England 2020: Optimism, hope, and patience

An updated fixture for the upcoming British season was announced on Thursday and Friday, indicating a tentative start to action in mid-June. This brings a large amount of optimism at a time when the situation is still uncertain due to the COVID-19 pandemic.

The announcement has had a positive impact in the polo community, where good news was desperately needed by everybody. Following this announcement, several organisations that had decided to cancel their plans because of the pandemic, are currently reviewing their situation from a different perspective. However, before anything can be confirmed, we will have to wait until mid May, at least, because England, France, and Spain have extended their lockdowns until the week of May 7-11. There is nothing left to do but to wait for each government to determine how this will impact polo. England is still working on a plan, which has not yet been approved by the government, to determine when the lockdown will be lifted.

This lockdown lift would be composed of three stages, as announced by the Daily Mail. The first stage would start on May 11, when restrictions will be eased; a second phase is expected on May 25, with more freedom; and a third stage will come on June 15, with less restrictions. The dates of the British polo season have been adapted based on this.

At a time when several sports competitions have been cancelled, the news that there will be an attempt to host the polo season in Europe  – England is not the only country that has shown its desire to play – changes circumstances. At the same time, and beyond the fixture announced on Friday, the HPA stated that the final word on whether a tournament is played or not will be confirmed at least a month before. This will give each organisation a certain margin of time to prepare. 

If we focus on the high goal, it is worth noticing that most of the players due to play in England still remain in the US, while others are in Argentina. Only a small number are already in England. This is not a minor point, considering that the situation in these countries is different, and taking into account travel arrangements. Some of these organisations still have their horses in Argentina, while several others have managed to sort something out in England. It will be a lot easier for those who remain in the US to go straight to England, rather than to travel back to Argentina first, because commercial flights between both countries are currently available.
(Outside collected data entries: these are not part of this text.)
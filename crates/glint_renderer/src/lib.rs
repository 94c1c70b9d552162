//! Glint Renderer - CPU Monte Carlo path tracing.
//!
//! The scene is a graph of [`Hittable`] objects shared through `Arc`:
//! leaf shapes ([`Sphere`], [`Quad`]), the [`HittableList`] composite,
//! the [`BvhNode`] acceleration tree, and wrappers ([`Translate`],
//! [`Rotate`], [`ConstantMedium`]). Surfaces scatter light through a
//! [`Material`]. A [`Camera`] generates primary rays and [`render`] or
//! [`render_parallel`] integrate them into an [`ImageBuffer`].
//!
//! ```ignore
//! use glint_renderer::*;
//!
//! let mut world = HittableList::new();
//! world.push(Sphere::new(Vec3::new(0.0, 0.0, -1.0), 0.5, Arc::new(Lambertian::new(Color::splat(0.5)))));
//! let mut rng = StdRng::seed_from_u64(0);
//! let bvh = BvhNode::new(&world, &mut rng);
//!
//! let camera = Camera::new(CameraConfig::default().with_sky_gradient(true))?;
//! let image = render_parallel(&camera, &bvh, 0, DEFAULT_BUCKET_SIZE);
//! save_ppm("out.ppm", &image)?;
//! ```

mod bucket;
mod bvh;
mod camera;
mod config;
mod constant_medium;
mod hittable;
mod instance;
mod material;
mod ppm;
mod quad;
pub mod random;
mod renderer;
mod sphere;

pub use bucket::{
    generate_buckets, render_bucket, render_parallel, Bucket, BucketResult, DEFAULT_BUCKET_SIZE,
};
pub use bvh::BvhNode;
pub use camera::{Camera, CameraConfig};
pub use config::{CameraOverrides, ConfigError, ConfigResult, RenderSettings};
pub use constant_medium::ConstantMedium;
pub use hittable::{HitRecord, Hittable, HittableList};
pub use instance::{Axis, Rotate, Translate};
pub use material::{
    Dielectric, DiffuseLight, Isotropic, Lambertian, Material, Metal, ScatterResult,
};
pub use ppm::{save_ppm, write_ppm};
pub use quad::{make_box, Quad};
pub use renderer::{
    color_to_rgb, linear_to_gamma, ray_color, render, render_pixel, ImageBuffer,
    SELF_INTERSECTION_EPSILON,
};
pub use sphere::Sphere;

/// Re-export math and color types used throughout the scene API
pub use glint_core::Color;
pub use glint_math::{Aabb, Interval, Point3, Ray, Vec3};
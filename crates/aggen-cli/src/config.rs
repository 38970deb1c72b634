//! `aggen.json` configuration.
//!
//! Every field has a default, so an empty object (or no file at all) is a
//! valid configuration. Command-line flags are applied on top.

use aggen_core::SearchConfig;
use aggen_storage::StoreConfig;
use anyhow::{Context, Result};
use serde::{Deserialize, Serialize};
use std::path::{Path, PathBuf};

#[derive(Debug, Clone, Copy, Default, PartialEq, Eq, Serialize, Deserialize)]
#[serde(rename_all = "snake_case")]
pub enum DedupKind {
    /// Single-owner hash map
    #[default]
    Memory,
    /// Concurrent map with atomic check-and-insert
    Shared,
}

#[derive(Debug, Clone, Default, PartialEq, Eq, Serialize, Deserialize)]
#[serde(default)]
pub struct SearchSection {
    #[serde(flatten)]
    pub engine: SearchConfig,
    pub dedup: DedupKind,
}

#[derive(Debug, Clone, Default, PartialEq, Eq, Serialize, Deserialize)]
#[serde(default)]
pub struct AggenConfig {
    pub search: SearchSection,
    pub store: StoreConfig,
}

/// Flag values that take precedence over the file.
#[derive(Debug, Clone, Default)]
pub struct Overrides {
    pub batch_size: Option<usize>,
    pub threads: Option<usize>,
    pub queue_capacity: Option<usize>,
    pub shared_dedup: bool,
    pub store: Option<PathBuf>,
}

impl AggenConfig {
    pub fn load(path: &Path) -> Result<Self> {
        let text = std::fs::read_to_string(path).with_context(|| format!("reading config {}", path.display()))?;
        serde_json::from_str(&text).with_context(|| format!("parsing config {}", path.display()))
    }

    /// Load `path` if given, otherwise start from defaults.
    pub fn resolve(path: Option<&Path>) -> Result<Self> {
        match path {
            Some(path) => Self::load(path),
            None => Ok(Self::default()),
        }
    }

    pub fn apply(&mut self, overrides: &Overrides) {
        if let Some(batch) = overrides.batch_size {
            self.search.engine.batch_size = Some(batch);
        }
        if let Some(threads) = overrides.threads {
            self.search.engine.threads = threads;
        }
        if let Some(capacity) = overrides.queue_capacity {
            self.search.engine.initial_queue_capacity = capacity;
        }
        if overrides.shared_dedup {
            self.search.dedup = DedupKind::Shared;
        }
        if let Some(store) = &overrides.store {
            self.store.path = store.clone();
        }
    }
}

#[cfg(test)]
mod tests {
    use super::*;

    #[test]
    fn empty_object_is_all_defaults() {
        let config: AggenConfig = serde_json::from_str("{}").unwrap();
        assert_eq!(config, AggenConfig::default());
        assert_eq!(config.search.engine.threads, 32);
        assert_eq!(config.search.engine.initial_queue_capacity, 1024);
        assert_eq!(config.search.engine.batch_size, None);
        assert_eq!(config.store.path, PathBuf::from("attack_graph.json"));
    }

    #[test]
    fn search_section_reads_flat_fields() {
        let config: AggenConfig = serde_json::from_str(
            r#"{ "search": { "batch_size": 50, "threads": 4, "dedup": "shared" },
                 "store": { "path": "out/graph.json", "checkpoint_log": true } }"#,
        )
        .unwrap();
        assert_eq!(config.search.engine.batch_size, Some(50));
        assert_eq!(config.search.engine.threads, 4);
        assert_eq!(config.search.engine.initial_queue_capacity, 1024);
        assert_eq!(config.search.dedup, DedupKind::Shared);
        assert!(config.store.checkpoint_log);
    }

    #[test]
    fn flags_override_the_file() {
        let mut config: AggenConfig = serde_json::from_str(r#"{ "search": { "threads": 4 } }"#).unwrap();
        config.apply(&Overrides {
            batch_size: Some(10),
            threads: Some(2),
            queue_capacity: None,
            shared_dedup: true,
            store: Some(PathBuf::from("elsewhere.json")),
        });
        assert_eq!(config.search.engine.batch_size, Some(10));
        assert_eq!(config.search.engine.threads, 2);
        assert_eq!(config.search.engine.initial_queue_capacity, 1024);
        assert_eq!(config.search.dedup, DedupKind::Shared);
        assert_eq!(config.store.path, PathBuf::from("elsewhere.json"));
    }

    #[test]
    fn missing_file_names_the_path() {
        let err = AggenConfig::resolve(Some(Path::new("/nonexistent/aggen.json"))).unwrap_err();
        assert!(format!("{err:#}").contains("/nonexistent/aggen.json"));
    }
}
To this date, and in accordance with a survey made by PoloLine, many of the high goal teams who aim to play in England are optimistic. Obviously, there are others who are more sceptical, and prefer to wait and see in order to avoid false expectations. However, high goal organisations do want to play, and several patrons are even more enthusiastic about the season than when no one thought about a pandemic. While those who are in Argentina are quite limited, everybody agrees – the situation has changed, there is a light at the end of the tunnel, but patience is paramount.

There is also a fair chance that perhaps those tournaments due in Europe could be played behind closed doors. Beyond sanitary measures, this option is based, for example, on the decision made by Royal Ascot. This unique horse racing event, held at the same time as the polo season (June 16-20) will be hosted behind closed doors, if at all. The All England Lawn Tennis Club announced that Wimbledon, the most prestigious tennis competition in the country, set to be played from June 29 to July 12, has been cancelled.

The HPA, as well as other clubs in England, will remain optimistic until the last moment. Patrons, organisations, players and those within the polo community in England have supported the HPA, and that’s why the governing body of British polo has been so determined. However, the main priority is to guarantee the health and safety of those involved. It is very important to maintain positive and open conversations between the FIP, HPA, AAP, USPA, FFP and RFEP, as happened last week, in order to minimise the negative impact of the virus.


22 goal:

-Prince of Wales Trophy (Royal County of Berkshire Polo Club): June 13-20.

-Trippetts Challenge (Cowdray Park Polo Club): June 13-20.  

-Gold Cup for the British Open (Cowdray Park Polo Club): June 23 – July 19.

-Warwickshire Cup (Cirencester Park Polo Club): July 18-26.

-Queen’s Cup (Guards Polo Club): July 28 – August 23.

18 goal:

Indian Empire Shield (Guards Polo Club): June 30 – July 18.

Apsley Cup (Cirencester Park Polo Club): July 21 – August 2.

Duke of Sutherland Cup (Cowdray Park Polo Club): August 4-22.

Challenge Cup (Cowdray Park Polo Club): August 24 – September 6.

15 goal:

County Cup (Cirencester Park Polo Club): June 16-27.

Eduardo Moore Cup (Royal County of Berkshire Polo Club): June 30 – July 19.

Harrison Cup (Cowdray Park Polo Club): July 21 – August 9.

Royal Windsor (Guards Polo Club): August 11-30.

Arthur Lucas Cup (Beaufort Polo Club): September 1-12.